Il se laisse tomber plus qu’il ne s’assied sur le banc qui lui tend les bras. Ses jambes, tremblantes, ne le supportaient plus qu’avec difficulté. Il est éreinté de fatigue. Il est tenaillé par la faim. Il est submergé par l’envie, le besoin, la nécessité de se reposer et de dormir.
Du sac, qu’il portait à l’épaule, il sort une petite boîte en plastique pleine de cachets, blancs, à l’aspect bien inoffensif. Il en fait apparaître une bouteille emplie d’un liquide ambré, brun rouge.
Méticuleusement, il avale, deux par deux, les cachets qu’il fait descendre avec de grandes lampées d’alcool bues à même le goulot de la bouteille. Il est épuisé. Sous l’effet conjugué des médicaments et de la boisson qu’il ingurgite, très vite, la tête lui tourne. Son esprit s’embrume et s’obscurcit. Il ne résiste plus. Il se laisse aller.
Il ne sent plus la fatigue qui lui broyait les os. Il oublie la faim qui, il ya peu, lui tenaillait les entrailles. Il ne subit, même plus, la morsure du froid qui déchirait ses chairs.
Il s’allonge, de tout son long sur le banc transformé en lit et pose la tête sur le sac devenu oreiller. Il allume un de ses derniers cigarillos … qui ne tarde pas à lui échapper des doigts pour tomber sur le sol givré, où il s’éteint en provoquant, juste, un petit grésillement.

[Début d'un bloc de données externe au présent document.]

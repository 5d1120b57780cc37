//! Argument and body types of the supported commands.

use serde::{Deserialize, Serialize};

// ============================================================================
// Request Arguments
// ============================================================================

/// Arguments of `evaluate`.
#[derive(Debug, Clone, Serialize, Deserialize)]
#[serde(rename_all = "camelCase")]
pub struct EvaluateArguments {
    /// Source text evaluated in the engine's global context.
    pub expression: String,
}

// ============================================================================
// Response Bodies
// ============================================================================

/// Body of a successful `evaluate`.
#[derive(Debug, Clone, Serialize, Deserialize)]
#[serde(rename_all = "camelCase")]
pub struct EvaluateResponseBody {
    /// The completion value as JSON text.
    pub result: String,
}

/// Body of `version`.
#[derive(Debug, Clone, Serialize, Deserialize)]
#[serde(rename_all = "camelCase")]
pub struct VersionResponseBody {
    /// Always `"boa"`.
    pub engine: String,
    /// Version of this crate.
    pub version: String,
}

/// Body of `threads`.
#[derive(Debug, Clone, Serialize, Deserialize)]
#[serde(rename_all = "camelCase")]
pub struct ThreadsResponseBody {
    /// Script threads; an engine has exactly one.
    pub threads: Vec<Thread>,
}

/// A script thread.
#[derive(Debug, Clone, Serialize, Deserialize)]
#[serde(rename_all = "camelCase")]
pub struct Thread {
    /// Thread id.
    pub id: i64,
    /// Display name.
    pub name: String,
}
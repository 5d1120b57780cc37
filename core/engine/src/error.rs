//! Error type shared by the engine handle and the debugger server.

use std::io;

use thiserror::Error;

/// Result alias used throughout the crate.
pub type Result<T, E = Error> = std::result::Result<T, E>;

/// Errors reported by [`Engine`](crate::Engine) and
/// [`DebugServer`](crate::debugger::DebugServer).
///
/// Socket faults that happen inside the debugger server's loops after a
/// successful start are handled there and never show up as an `Error`.
#[derive(Debug, Error)]
pub enum Error {
    /// The debugger server could not bind or listen on the requested port.
    #[error("failed to listen on 127.0.0.1:{port}: {source}")]
    Bind {
        /// The requested port (0 for an ephemeral one).
        port: u16,
        /// The underlying socket error.
        #[source]
        source: io::Error,
    },

    /// The engine's debug callback slot is already taken.
    #[error("a debug callback is already attached to this engine")]
    CallbackAlreadyAttached,

    /// A debug command was sent while no debug callback is attached.
    #[error("no debug callback is attached to this engine")]
    NotAttached,

    /// The debugger server was stopped and cannot be started again.
    #[error("the debugger server has been stopped")]
    Stopped,

    /// The runtime backing one of the server's event loops could not be built.
    #[error("failed to build event loop: {0}")]
    EventLoop(#[source] io::Error),

    /// A dedicated thread could not be spawned.
    #[error("failed to spawn {name} thread: {source}")]
    Spawn {
        /// Name of the thread that failed to start.
        name: String,
        /// The underlying OS error.
        #[source]
        source: io::Error,
    },

    /// The engine's worker thread is no longer running.
    #[error("the engine thread has terminated")]
    EngineGone,

    /// A script threw an exception.
    #[error("{0}")]
    Js(String),

    /// [`Engine::call`](crate::Engine::call) was given a name that is not a
    /// global function.
    #[error("TypeError: '{0}' is not a function")]
    NotAFunction(String),

    /// [`Engine::call`](crate::Engine::call) arguments were not a JSON array.
    #[error("TypeError: '{0}' is not an array")]
    InvalidArguments(String),
}
//! Infrastructure: SeaORM persistence for the master record store.

pub mod storage;
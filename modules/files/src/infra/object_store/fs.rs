//! Filesystem object store: objects live under a root directory and URLs
//! are minted from a configured public base.

use std::path::PathBuf;

use async_trait::async_trait;
use bytes::Bytes;
use tracing::debug;

use crate::domain::error::FileError;
use crate::domain::ports::{ObjectStore, StoredObject};

pub struct FsObjectStore {
    root: PathBuf,
    public_base_url: String,
}

impl FsObjectStore {
    pub fn new(root: impl Into<PathBuf>, public_base_url: impl Into<String>) -> Self {
        Self {
            root: root.into(),
            public_base_url: public_base_url.into().trim_end_matches('/').to_owned(),
        }
    }

    fn path_for(&self, key: &str) -> PathBuf {
        self.root.join(key)
    }
}

#[async_trait]
impl ObjectStore for FsObjectStore {
    async fn put(
        &self,
        key: &str,
        _content_type: &str,
        bytes: Bytes,
    ) -> Result<StoredObject, FileError> {
        let path = self.path_for(key);
        if let Some(parent) = path.parent() {
            tokio::fs::create_dir_all(parent)
                .await
                .map_err(|e| FileError::Storage(e.to_string()))?;
        }
        tokio::fs::write(&path, &bytes)
            .await
            .map_err(|e| FileError::Storage(e.to_string()))?;
        debug!(key, "object written");

        Ok(StoredObject {
            key: key.to_owned(),
            url: format!("{}/{key}", self.public_base_url),
        })
    }

    async fn delete(&self, key: &str) -> Result<(), FileError> {
        match tokio::fs::remove_file(self.path_for(key)).await {
            Ok(()) => Ok(()),
            Err(e) if e.kind() == std::io::ErrorKind::NotFound => Ok(()),
            Err(e) => Err(FileError::Storage(e.to_string())),
        }
    }
}

#[cfg(test)]
mod tests {
    #![allow(clippy::unwrap_used, clippy::expect_used)]

    use super::*;

    #[tokio::test]
    async fn put_then_delete_round_trips() {
        let dir = tempfile::tempdir().expect("tempdir");
        let store = FsObjectStore::new(dir.path(), "http://localhost:8080/files/");

        let stored = store
            .put("abc/brochure.pdf", "application/pdf", Bytes::from_static(b"pdf"))
            .await
            .expect("put");
        assert_eq!(stored.url, "http://localhost:8080/files/abc/brochure.pdf");
        assert!(dir.path().join("abc/brochure.pdf").exists());

        store.delete("abc/brochure.pdf").await.expect("delete");
        assert!(!dir.path().join("abc/brochure.pdf").exists());

        // Deleting again is a no-op, not an error.
        store.delete("abc/brochure.pdf").await.expect("idempotent");
    }
}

Il s’endort. Il se laisse, sans résistance, tomber dans les bras de Morphée, qui l’accueillent comme dans un douillet cocon. Il échappe, ainsi, aux multiples et oppressantes règles, érigés en dogme, de la société. Il se sent léger, aérien comme en apesanteur, soulagé du poids insupportable de la vie … de sa vie … de sa vie d’avant.
Il est plongé dans un sommeil profond et lourd, proche du coma. Il dort … Il rêve … Il dort … Il dort longtemps … Il dort si longtemps … Il dort trop longtemps …

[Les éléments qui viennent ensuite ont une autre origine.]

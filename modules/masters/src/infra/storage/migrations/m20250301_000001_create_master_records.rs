//! Initial migration for the shared master_records table.

use sea_orm_migration::prelude::*;

#[derive(DeriveMigrationName)]
pub struct Migration;

#[async_trait::async_trait]
impl MigrationTrait for Migration {
    async fn up(&self, manager: &SchemaManager) -> Result<(), DbErr> {
        manager
            .create_table(
                Table::create()
                    .table(MasterRecords::Table)
                    .if_not_exists()
                    .col(
                        ColumnDef::new(MasterRecords::Id)
                            .uuid()
                            .not_null()
                            .primary_key(),
                    )
                    .col(
                        ColumnDef::new(MasterRecords::Kind)
                            .string_len(20)
                            .not_null(),
                    )
                    .col(
                        ColumnDef::new(MasterRecords::Name)
                            .string_len(100)
                            .not_null(),
                    )
                    .col(ColumnDef::new(MasterRecords::Description).text())
                    .col(ColumnDef::new(MasterRecords::Code).string_len(50))
                    .col(
                        ColumnDef::new(MasterRecords::Status)
                            .string_len(10)
                            .not_null()
                            .default("active"),
                    )
                    .col(
                        ColumnDef::new(MasterRecords::SortOrder)
                            .integer()
                            .not_null()
                            .default(0),
                    )
                    .col(
                        ColumnDef::new(MasterRecords::IsDefault)
                            .boolean()
                            .not_null()
                            .default(false),
                    )
                    .col(
                        ColumnDef::new(MasterRecords::IsPopular)
                            .boolean()
                            .not_null()
                            .default(false),
                    )
                    .col(ColumnDef::new(MasterRecords::Metadata).json())
                    .col(ColumnDef::new(MasterRecords::State).string_len(100))
                    .col(ColumnDef::new(MasterRecords::Country).string_len(100))
                    .col(ColumnDef::new(MasterRecords::Longitude).double())
                    .col(ColumnDef::new(MasterRecords::Latitude).double())
                    .col(ColumnDef::new(MasterRecords::Timezone).string_len(64))
                    .col(ColumnDef::new(MasterRecords::PinCodes).text())
                    .col(ColumnDef::new(MasterRecords::ParentId).uuid())
                    .col(ColumnDef::new(MasterRecords::ParentKind).string_len(20))
                    .col(ColumnDef::new(MasterRecords::Category).string_len(50))
                    .col(ColumnDef::new(MasterRecords::Icon).string_len(100))
                    .col(ColumnDef::new(MasterRecords::Color).string_len(20))
                    .col(ColumnDef::new(MasterRecords::NumericValue).integer())
                    .col(ColumnDef::new(MasterRecords::DisplayName).string_len(100))
                    .col(ColumnDef::new(MasterRecords::Unit).string_len(20))
                    .col(ColumnDef::new(MasterRecords::MinValue).integer())
                    .col(ColumnDef::new(MasterRecords::MaxValue).integer())
                    .col(
                        ColumnDef::new(MasterRecords::CreatedAt)
                            .timestamp_with_time_zone()
                            .not_null(),
                    )
                    .col(
                        ColumnDef::new(MasterRecords::UpdatedAt)
                            .timestamp_with_time_zone()
                            .not_null(),
                    )
                    .to_owned(),
            )
            .await?;

        manager
            .create_index(
                Index::create()
                    .name("idx_master_records_kind_status")
                    .table(MasterRecords::Table)
                    .col(MasterRecords::Kind)
                    .col(MasterRecords::Status)
                    .to_owned(),
            )
            .await?;

        manager
            .create_index(
                Index::create()
                    .name("idx_master_records_parent")
                    .table(MasterRecords::Table)
                    .col(MasterRecords::ParentId)
                    .to_owned(),
            )
            .await?;

        manager
            .create_index(
                Index::create()
                    .name("idx_master_records_kind_value")
                    .table(MasterRecords::Table)
                    .col(MasterRecords::Kind)
                    .col(MasterRecords::NumericValue)
                    .to_owned(),
            )
            .await?;

        // Uniqueness is scoped to non-archived rows, so archiving a record
        // frees its name and code. Partial indexes are not expressible
        // through the schema builder; same SQL works on sqlite and postgres.
        let conn = manager.get_connection();
        conn.execute_unprepared(
            "CREATE UNIQUE INDEX IF NOT EXISTS ux_master_records_kind_name \
             ON master_records (kind, name) WHERE status <> 'archived'",
        )
        .await?;
        conn.execute_unprepared(
            "CREATE UNIQUE INDEX IF NOT EXISTS ux_master_records_kind_code \
             ON master_records (kind, code) \
             WHERE status <> 'archived' AND code IS NOT NULL",
        )
        .await?;

        Ok(())
    }

    async fn down(&self, manager: &SchemaManager) -> Result<(), DbErr> {
        manager
            .drop_table(Table::drop().table(MasterRecords::Table).to_owned())
            .await
    }
}

#[derive(Iden)]
enum MasterRecords {
    Table,
    Id,
    Kind,
    Name,
    Description,
    Code,
    Status,
    SortOrder,
    IsDefault,
    IsPopular,
    Metadata,
    State,
    Country,
    Longitude,
    Latitude,
    Timezone,
    PinCodes,
    ParentId,
    ParentKind,
    Category,
    Icon,
    Color,
    NumericValue,
    DisplayName,
    Unit,
    MinValue,
    MaxValue,
    CreatedAt,
    UpdatedAt,
}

Au petit matin blafard des employés municipaux, en charge de l’entretien du parc, trouve son corps gisant sur le banc, couvert de gelée blanche, … inerte et sans vie. Très vite, ils le firent amener à la morgue. Après avoir fouillé ses vêtements, son sac, on renonçât à lui attribuer un nom, une identité. Qu’importe, personne, au fond, ne se souciait de savoir qui il était, d’où il venait … Il ne comptait déjà plus de son vivant, alors mort …

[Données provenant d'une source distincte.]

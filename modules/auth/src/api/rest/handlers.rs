//! Login handler.

use std::sync::Arc;

use axum::Json;
use axum::extract::State;

use propdesk_http::{ApiEnvelope, ApiError};

use super::dto::{LoginRequest, LoginResponse};
use crate::domain::error::AuthError;
use crate::domain::service::AuthService;

pub async fn login(
    State(auth): State<Arc<AuthService>>,
    Json(body): Json<LoginRequest>,
) -> Result<ApiEnvelope<LoginResponse>, ApiError> {
    let issued = auth.login(&body.username, &body.password).map_err(|e| match e {
        AuthError::InvalidCredentials => ApiError::unauthorized(e.to_string()),
        other => ApiError::unexpected(other.to_string()),
    })?;
    Ok(ApiEnvelope::ok(LoginResponse::from(issued), "login successful"))
}
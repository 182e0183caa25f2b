//! Object-store adapters.

mod fs;

pub use fs::FsObjectStore;
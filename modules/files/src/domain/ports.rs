//! Object-store port: where the bytes actually go.

use async_trait::async_trait;
use bytes::Bytes;

use super::error::FileError;

/// Where a stored object ended up.
#[derive(Debug, Clone, PartialEq, Eq)]
pub struct StoredObject {
    pub key: String,
    pub url: String,
}

/// Upload collaborator. The domain hands bytes over and gets back a
/// storage key and a URL; it never reads them again.
#[async_trait]
pub trait ObjectStore: Send + Sync {
    async fn put(
        &self,
        key: &str,
        content_type: &str,
        bytes: Bytes,
    ) -> Result<StoredObject, FileError>;

    /// Deleting a key that is already gone is not an error.
    async fn delete(&self, key: &str) -> Result<(), FileError>;
}
#![allow(clippy::unwrap_used, clippy::expect_used)]

//! Integration tests for the file service over in-memory sqlite and a
//! temporary filesystem object store.

use std::sync::Arc;

use bytes::Bytes;
use sea_orm::{ConnectOptions, Database};
use sea_orm_migration::MigratorTrait;
use uuid::Uuid;

use propdesk_auth::AuthUser;
use propdesk_files::domain::model::FileQuery;
use propdesk_files::{FileError, FileService, FilesMigrator, FsObjectStore, SeaOrmFileRepository};

async fn service(dir: &tempfile::TempDir) -> FileService<SeaOrmFileRepository> {
    // One connection: every pooled connection to sqlite::memory: would
    // otherwise see its own empty database.
    let mut options = ConnectOptions::new("sqlite::memory:");
    options.max_connections(1);
    let db = Database::connect(options).await.expect("connect");
    FilesMigrator::up(&db, None).await.expect("migrate");
    FileService::new(
        Arc::new(SeaOrmFileRepository::new(db)),
        Arc::new(FsObjectStore::new(dir.path(), "http://localhost:8080/files")),
    )
}

fn user(name: &str) -> AuthUser {
    AuthUser {
        subject: name.to_owned(),
        role: "agent".to_owned(),
    }
}

#[tokio::test]
async fn upload_list_get_delete_flow() {
    let dir = tempfile::tempdir().expect("tempdir");
    let svc = service(&dir).await;
    let ops = user("ops");

    let record = svc
        .upload(&ops, "brochure.pdf", "application/pdf", Bytes::from_static(b"%PDF-"))
        .await
        .expect("upload");
    assert_eq!(record.uploaded_by, "ops");
    assert!(record.url.ends_with("brochure.pdf"));
    assert!(dir.path().join(&record.storage_key).exists());

    let page = svc.list(FileQuery::default()).await.expect("list");
    assert_eq!(page.pagination.total, 1);

    let fetched = svc.get(record.id).await.expect("get");
    assert_eq!(fetched, record);

    svc.delete(&ops, record.id).await.expect("delete");
    assert!(!dir.path().join(&record.storage_key).exists());
    assert!(matches!(
        svc.get(record.id).await.expect_err("gone"),
        FileError::NotFound(_)
    ));
}

#[tokio::test]
async fn only_the_uploader_may_delete() {
    let dir = tempfile::tempdir().expect("tempdir");
    let svc = service(&dir).await;

    let record = svc
        .upload(
            &user("ops"),
            "plan.png",
            "image/png",
            Bytes::from_static(b"png"),
        )
        .await
        .expect("upload");

    let err = svc
        .delete(&user("intruder"), record.id)
        .await
        .expect_err("non-owner delete");
    assert!(matches!(err, FileError::Forbidden(_)));

    // The file is untouched.
    assert!(svc.get(record.id).await.is_ok());
}

#[tokio::test]
async fn listing_filters_by_uploader() {
    let dir = tempfile::tempdir().expect("tempdir");
    let svc = service(&dir).await;

    for (who, name) in [("alice", "a.txt"), ("alice", "b.txt"), ("bob", "c.txt")] {
        svc.upload(&user(who), name, "text/plain", Bytes::from_static(b"x"))
            .await
            .expect("upload");
    }

    let alice_files = svc
        .list(FileQuery {
            uploaded_by: Some("alice".to_owned()),
            ..FileQuery::default()
        })
        .await
        .expect("list");
    assert_eq!(alice_files.pagination.total, 2);
    assert!(alice_files.records.iter().all(|f| f.uploaded_by == "alice"));
}

#[tokio::test]
async fn empty_uploads_are_rejected() {
    let dir = tempfile::tempdir().expect("tempdir");
    let svc = service(&dir).await;

    let err = svc
        .upload(&user("ops"), "empty.bin", "application/octet-stream", Bytes::new())
        .await
        .expect_err("empty file");
    assert!(matches!(err, FileError::Validation { .. }));

    let err = svc
        .delete(&user("ops"), Uuid::now_v7())
        .await
        .expect_err("unknown id");
    assert!(matches!(err, FileError::NotFound(_)));
}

Il fut enseveli, sans perte de temps, sans formalité excessive, sans cérémonie … a quoi bon ! … dans la fosse commune du cimetière municipal. L’on déposa, quand même, sur sa tombe fraîchement recouverte une petite planchette de bois avec un numéro peint dessus en guise de stèle … au cas ou …
Son épitaphe fut lapidaire et parue le lendemain dans la rubrique des chiens écrasés du journal local … :
« Hier matin des employés municipaux ont fait la macabre découverte, sur un banc du parc Machin-chose, du corps sans vie d’un S.D.F. mort de froid au cours de la nuit. »
Il est vrai, qu’il n’y a pas là de quoi faire la une, pas de raison pour gâcher du papier.
Ce n’est qu’un banal fait divers … d’hiver.
Un de plus … Un de moins … C’est comme ça, c’est la vie … la vie ordinaire … la vie de tous les jours … Il n’y a, vraiment, pas de quoi fouetter un chat ( … pauvre bête … ) !
Et lui … Il s’en moque … Il dort … Il dort toujours … et pour toujours. Réfugié dans un monde onirique, il est, enfin, en paix, loin de cette vie … De la vie … De sa vie qui lui pesait tant.
Il est parti sans fracas, sans déranger personne … Il a disparu sans laisser de trace …
Il n’est qu’un banal fait divers … d’hiver.